TutorialsAIPostgreSQLTutorial

Building a RAG chatbot with pgvector on StackBlaze

Step-by-step guide to deploying a retrieval-augmented generation app with a pgvector-powered embedding store.

Priya Patel

Head of Engineering

Feb 18, 202611 min read

Retrieval-augmented generation (RAG) is the pattern behind most production LLM applications: rather than relying solely on the model's training data, you retrieve relevant context from your own documents and include it in the prompt. The quality of that retrieval step determines the quality of the answers. This tutorial walks through building a complete RAG pipeline using pgvector on StackBlaze, from document ingestion to a working API endpoint.

What we're building

A FastAPI service that answers questions about a corpus of documents. Users ask a question; the service finds the most semantically similar document chunks, assembles them into a prompt, and calls OpenAI's GPT-4o to generate an answer grounded in your docs.

Architecture overview

Postgres 16 with pgvector extension, stores document chunks and their embeddings
Python ingestion script, reads documents, generates embeddings via OpenAI, writes to Postgres
FastAPI service, handles user queries, runs similarity search, calls the LLM
OpenAI API, generates embeddings (text-embedding-3-small) and completions (gpt-4o)
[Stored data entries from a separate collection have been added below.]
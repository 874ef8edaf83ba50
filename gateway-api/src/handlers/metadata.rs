use crate::routers::API_PATHS;
use crate::startup::{AppState, HEALTH_PATH};
use axum::{extract::State, response::IntoResponse, Json};
use serde_json::{json, Map, Value};

/// Minimal OpenAPI document carrying the application metadata and the
/// mounted paths.
pub async fn openapi_document(State(state): State<AppState>) -> impl IntoResponse {
    let api = &state.settings.api;

    let mut paths = Map::new();
    paths.insert(HEALTH_PATH.to_string(), json!({}));
    for path in API_PATHS {
        // OpenAPI templates use `{param}` where the router uses `:param`.
        let templated = path
            .split('/')
            .map(|segment| match segment.strip_prefix(':') {
                Some(param) => format!("{{{}}}", param),
                None => segment.to_string(),
            })
            .collect::<Vec<_>>()
            .join("/");
        paths.insert(format!("{}{}", api.route_prefix, templated), json!({}));
    }

    Json(json!({
        "openapi": "3.1.0",
        "info": {
            "title": api.title,
            "description": api.description,
            "summary": api.summary,
            "version": api.version,
        },
        "paths": Value::Object(paths),
    }))
}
Everything except the OpenAI API runs on StackBlaze. The Postgres database and the FastAPI service communicate over the private fabric, so embedding storage and retrieval are fast and free of egress costs.

Step 1: Deploy the stack

Create a new environment in StackBlaze. Add a Postgres 16 database (the Standard plan gives you enough storage for a few million document chunks). Add a Web Service for the FastAPI app, pointing at your GitHub repo. Set the runtime to Python 3.11.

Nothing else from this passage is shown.